Reputation: 17
Can somebody help with the below as i have been struggling for sometime.
Marginal contribution to risk= To find the marginal contribution of each asset, take the cross-product of the weights vector and the covariance matrix divided by the portfolio standard deviation.
Now multiply the marginal contribution of each asset by the weights vector to get total contribution. We can then sum the asset contributions and make sure it’s equal to the total portfolio standard deviation.
Relativeweights = np.array([0.02, -0.025, -0.015, 0.0, 0.02,0,0,0])
cov_matrix_a= 8x8 matrix
Port_volatility= 0.05882615906289199
So i have tried the following code;
MCTAR=(np.dot(Relativeweights,cov_matrix_a))/Port_volatility
TCTPR=MCTAR*Relativeweights
np.sum(TCTPR, axis=0)
This doesn't sum to the portfolio volatility so not sure what is wrong?
Any help appreciated.
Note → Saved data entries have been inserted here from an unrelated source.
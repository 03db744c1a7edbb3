//! Integration tests for the manager lifecycle, catalogs, and orchestrator
//!
//! Covers the full flow: boot → create templates/instances → reload from
//! storage → linked in-memory catalogs, plus the lifecycle and fail-fast
//! guarantees.

use std::sync::atomic::{AtomicU32, Ordering};
use std::sync::Arc;
use std::time::Duration;

use async_trait::async_trait;
use tempfile::TempDir;

use realm_server_data::{
    start_initialization, BootState, DataError, GameData, ManagedSystem, ManagerCore,
    ManagerState, Orchestrator, StorageConfig,
};

fn test_config(dir: &TempDir) -> StorageConfig {
    let path = dir.path().join("realm.db");
    StorageConfig::with_path(path.to_str().expect("utf-8 temp path"))
}

async fn booted(dir: &TempDir) -> GameData {
    let data = GameData::new(test_config(dir));
    data.boot().await.expect("boot should succeed");
    data
}

// ============================================================================
// Boot and end-to-end catalog scenarios
// ============================================================================

#[tokio::test]
async fn boot_brings_every_manager_ready() {
    let dir = TempDir::new().unwrap();
    let data = booted(&dir).await;

    assert!(data.is_ready());
    assert_eq!(data.orchestrator.state(), BootState::Completed);
    assert!(data.database.is_initialized());
    assert!(data.accounts.is_initialized());
    assert!(data.resources.is_initialized());
    assert!(data.items.is_initialized());
    assert!(data.characters.is_initialized());
    assert!(data.inventory.is_initialized());
    assert!(data.crafting.is_initialized());
}

#[tokio::test]
async fn template_and_instance_survive_reload_with_link_resolved() {
    let dir = TempDir::new().unwrap();

    let (template_id, item_id) = {
        let data = booted(&dir).await;
        let template = data
            .items
            .create_template("iron_sword", "main_hand", 10.0, 0.0, 1, 25)
            .await
            .expect("template create");
        let item = data
            .items
            .create_item(template.id, 1)
            .await
            .expect("item create");
        assert_eq!(item.template.as_ref().unwrap().id, template.id);
        (template.id, item.id)
    };

    // Fresh process: reload everything from storage
    let data = booted(&dir).await;
    let item = data.items.item(item_id).expect("item should reload");
    let linked = item.template.as_ref().expect("link should resolve");
    assert_eq!(linked.id, template_id);
    assert_eq!(linked.damage, 10.0);
    assert_eq!(linked.name, "iron_sword");
}

#[tokio::test]
async fn instance_with_missing_template_stays_loaded_unlinked() {
    let dir = TempDir::new().unwrap();

    let item_id = {
        let data = booted(&dir).await;
        let item = data.items.create_item(999, 1).await.expect("item create");
        assert!(item.template.is_none());
        item.id
    };

    let data = booted(&dir).await;
    let item = data
        .items
        .item(item_id)
        .expect("orphaned instance must still be present");
    assert!(item.template.is_none());
    assert_eq!(item.template_id, 999);
}

#[tokio::test]
async fn deleting_a_template_orphans_instances_without_cascade() {
    let dir = TempDir::new().unwrap();
    let data = booted(&dir).await;

    let template = data
        .items
        .create_template("plank", "none", 0.0, 0.0, 50, 1)
        .await
        .unwrap();
    let item = data.items.create_item(template.id, 10).await.unwrap();

    assert!(data.items.delete_template(template.id).await);
    assert!(data.items.template(template.id).is_none());
    assert!(
        data.items.item(item.id).is_some(),
        "instances are orphaned, not cascade-deleted"
    );

    // After reload the orphan re-links to nothing
    let data = booted(&dir).await;
    let item = data.items.item(item.id).unwrap();
    assert!(item.template.is_none());
}

#[tokio::test]
async fn character_inventory_and_crafting_link_across_managers() {
    let dir = TempDir::new().unwrap();

    let (char_id, slot_id, recipe_id) = {
        let data = booted(&dir).await;
        let account = data.accounts.create_account("otto").await.unwrap();
        let character = data
            .characters
            .create_character(account.id, "Brann")
            .await
            .unwrap();
        assert_eq!(character.account.as_ref().unwrap().id, account.id);

        let ore = data
            .resources
            .create_template("iron_ore", "mining", 3.0, 2)
            .await
            .unwrap();
        let node = data
            .resources
            .create_node(ore.id, (10.0, 0.0, -4.5), 5, 60.0)
            .await
            .unwrap();
        assert_eq!(node.template.as_ref().unwrap().name, "iron_ore");

        let sword = data
            .items
            .create_template("iron_sword", "main_hand", 10.0, 0.0, 1, 25)
            .await
            .unwrap();
        let ingot = data
            .items
            .create_template("iron_ingot", "none", 0.0, 0.0, 20, 2)
            .await
            .unwrap();
        let item = data.items.create_item(sword.id, 1).await.unwrap();

        let slot = data
            .inventory
            .add_slot(character.id, item.id, 0, 1)
            .await
            .unwrap();
        assert_eq!(slot.item.as_ref().unwrap().id, item.id);

        let recipe = data
            .crafting
            .create_recipe("forge_iron_sword", sword.id, 1, 12.0)
            .await
            .unwrap();
        data.crafting
            .add_ingredient(recipe.id, ingot.id, 3)
            .await
            .unwrap();

        (character.id, slot.id, recipe.id)
    };

    let data = booted(&dir).await;

    let slots = data.inventory.slots_for_character(char_id);
    assert_eq!(slots.len(), 1);
    assert_eq!(slots[0].id, slot_id);
    let held = slots[0].item.as_ref().expect("slot item link");
    assert_eq!(held.template.as_ref().unwrap().name, "iron_sword");

    let recipe = data.crafting.recipe(recipe_id).expect("recipe reload");
    assert_eq!(recipe.output.as_ref().unwrap().name, "iron_sword");
    let ingredients = data.crafting.ingredients_for(recipe_id);
    assert_eq!(ingredients.len(), 1);
    assert_eq!(ingredients[0].quantity, 3);
    assert_eq!(
        ingredients[0].ingredient.as_ref().unwrap().name,
        "iron_ingot"
    );
}

#[tokio::test]
async fn updating_a_deleted_entity_fails_without_a_phantom_entry() {
    let dir = TempDir::new().unwrap();
    let data = booted(&dir).await;

    let template = data
        .items
        .create_template("torch", "off_hand", 0.0, 0.0, 10, 1)
        .await
        .unwrap();
    let item = data.items.create_item(template.id, 1).await.unwrap();
    let mut stale = (*item).clone();
    assert!(data.items.delete_item(item.id).await);

    stale.quantity = 5;
    assert!(
        !data.items.update_item(stale).await,
        "updating a deleted item must fail"
    );
    assert!(
        data.items.item(item.id).is_none(),
        "a failed update must not resurrect the catalog entry"
    );

    let account = data.accounts.create_account("mira").await.unwrap();
    let character = data
        .characters
        .create_character(account.id, "Sigrun")
        .await
        .unwrap();
    let mut stale = (*character).clone();
    assert!(data.characters.delete_character(character.id).await);

    stale.level = 2;
    assert!(!data.characters.update_character(stale).await);
    assert!(data.characters.character(character.id).is_none());
}

#[tokio::test]
async fn getters_before_readiness_return_safe_empties() {
    let dir = TempDir::new().unwrap();
    let data = GameData::new(test_config(&dir));

    // Never booted: every getter must degrade, not panic
    assert!(!data.is_ready());
    assert!(data.items.template(1).is_none());
    assert!(data.items.templates().is_empty());
    assert_eq!(data.items.template_count(), 0);
    assert_eq!(data.items.item_count(), 0);
    assert!(data.characters.character_by_name("Brann").is_none());
    assert!(data.inventory.slots_for_character(1).is_empty());
    assert!(data.items.create_item(1, 1).await.is_none());
}

// ============================================================================
// Lifecycle guarantees (stub managers)
// ============================================================================

struct StubManager {
    core: ManagerCore,
    runs: AtomicU32,
    fail: bool,
}

impl StubManager {
    fn new(name: &'static str, fail: bool) -> Arc<Self> {
        Arc::new(Self {
            core: ManagerCore::new(name, None),
            runs: AtomicU32::new(0),
            fail,
        })
    }

    fn runs(&self) -> u32 {
        self.runs.load(Ordering::SeqCst)
    }
}

#[async_trait]
impl ManagedSystem for StubManager {
    fn core(&self) -> &ManagerCore {
        &self.core
    }

    async fn initialize(self: Arc<Self>) -> Result<(), DataError> {
        self.runs.fetch_add(1, Ordering::SeqCst);
        tokio::time::sleep(Duration::from_millis(30)).await;
        if self.fail {
            return Err(DataError::ManagerInit {
                manager: self.core.name().to_string(),
                detail: "stubbed fault".to_string(),
            });
        }
        self.core.notify_data_loaded();
        Ok(())
    }
}

#[tokio::test]
async fn start_while_initializing_is_a_no_op() {
    let stub = StubManager::new("alpha", false);

    start_initialization(&stub);
    assert_eq!(stub.core().state(), ManagerState::Initializing);
    start_initialization(&stub); // redundant call while in flight

    assert!(stub.core().ready().await);
    assert!(stub.is_initialized());
    assert_eq!(stub.runs(), 1, "redundant start must not launch a second run");
}

#[tokio::test]
async fn failed_initialization_records_fault_and_allows_restart() {
    let stub = StubManager::new("beta", true);

    start_initialization(&stub);
    assert!(!stub.core().ready().await);
    assert!(!stub.is_initialized());
    assert_eq!(stub.core().state(), ManagerState::Failed);
    assert!(stub
        .core()
        .last_fault()
        .unwrap()
        .contains("stubbed fault"));

    // A completed (failed) run may be restarted from outside
    start_initialization(&stub);
    assert!(!stub.core().ready().await);
    assert_eq!(stub.runs(), 2);
}

#[tokio::test]
async fn data_loaded_notification_fires_and_tolerates_repeats() {
    let stub = StubManager::new("gamma", false);
    let mut loaded = stub.core().data_loaded();
    assert_eq!(*loaded.borrow_and_update(), 0);

    start_initialization(&stub);
    assert!(stub.core().ready().await);
    loaded.changed().await.expect("notification");
    assert_eq!(*loaded.borrow_and_update(), 1);

    stub.core().notify_data_loaded(); // repeated notify is a no-op signal
    assert_eq!(*stub.core().data_loaded().borrow(), 2);
}

// ============================================================================
// Orchestration
// ============================================================================

#[tokio::test]
async fn orchestrator_halts_on_first_failure_and_skips_the_rest() {
    let a = StubManager::new("alpha", false);
    let b = StubManager::new("beta", true);
    let c = StubManager::new("gamma", false);

    let orchestrator = Orchestrator::new(vec![
        Arc::clone(&a) as Arc<dyn ManagedSystem>,
        Arc::clone(&b) as Arc<dyn ManagedSystem>,
        Arc::clone(&c) as Arc<dyn ManagedSystem>,
    ]);

    let result = orchestrator.boot().await;
    match result {
        Err(DataError::Halted { manager }) => assert_eq!(manager, "beta"),
        other => panic!("expected halt on beta, got {other:?}"),
    }

    assert_eq!(orchestrator.state(), BootState::Halted);
    assert!(!orchestrator.is_ready());
    assert!(a.is_initialized());
    assert_eq!(c.runs(), 0, "managers after the failure must never start");
    assert_eq!(c.core().state(), ManagerState::Uninitialized);

    // A halted orchestrator is permanently disabled
    assert!(matches!(
        orchestrator.boot().await,
        Err(DataError::Halted { .. })
    ));
    assert_eq!(c.runs(), 0);
}

#[tokio::test]
async fn completed_orchestrator_ignores_repeat_boot() {
    let a = StubManager::new("alpha", false);
    let orchestrator = Orchestrator::new(vec![Arc::clone(&a) as Arc<dyn ManagedSystem>]);

    orchestrator.boot().await.expect("boot");
    assert!(orchestrator.is_ready());
    orchestrator.boot().await.expect("repeat boot is a no-op");
    assert_eq!(a.runs(), 1);
}

#[tokio::test]
async fn unreachable_database_halts_startup_before_any_catalog() {
    let config = StorageConfig {
        database_path: "/nonexistent_realm_dir/realm.db".to_string(),
        max_connections: 2,
        create_if_missing: true,
    };
    let data = GameData::new(config);

    let result = data.boot().await;
    match result {
        Err(DataError::Halted { manager }) => assert_eq!(manager, "database"),
        other => panic!("expected database halt, got {other:?}"),
    }
    assert!(!data.is_ready());
    assert!(!data.items.is_initialized());
    assert_eq!(data.items.core().state(), ManagerState::Uninitialized);
}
Thanks
Full code below;
import numpy as np
import ST as STPL
Assetreturns = STPL.get_Asset_returns()
cov_matrix_Assetreturns = Assetreturns.cov()
cov_matrix_Assetreturns
cov_matrix_a = cov_matrix_Assetreturns * 252
cov_matrix_a
Relativeweights = np.array([0.02, -0.025, -0.015, 0.0, 0.02,0,0,0])
Relativeweights
Portweights = np.array([0.49, 0.15, 0.125, 0.215, 0.02, 0, 0,0])
Portweights
Port_volatility = np.sqrt(np.dot(Portweights.T, np.dot(cov_matrix_a, Portweights)))
Port_volatility
MCTAR=(np.dot(Relativeweights,cov_matrix_a))/Port_volatility
TCTPR=MCTAR*Relativeweights
np.sum(TCTPR, axis=0)
Upvotes: 2
Views: 6285
Reputation: 108
If you equate Relativeweights = Portweights, then the multiplications work out to the answer you expect.
Upvotes: 1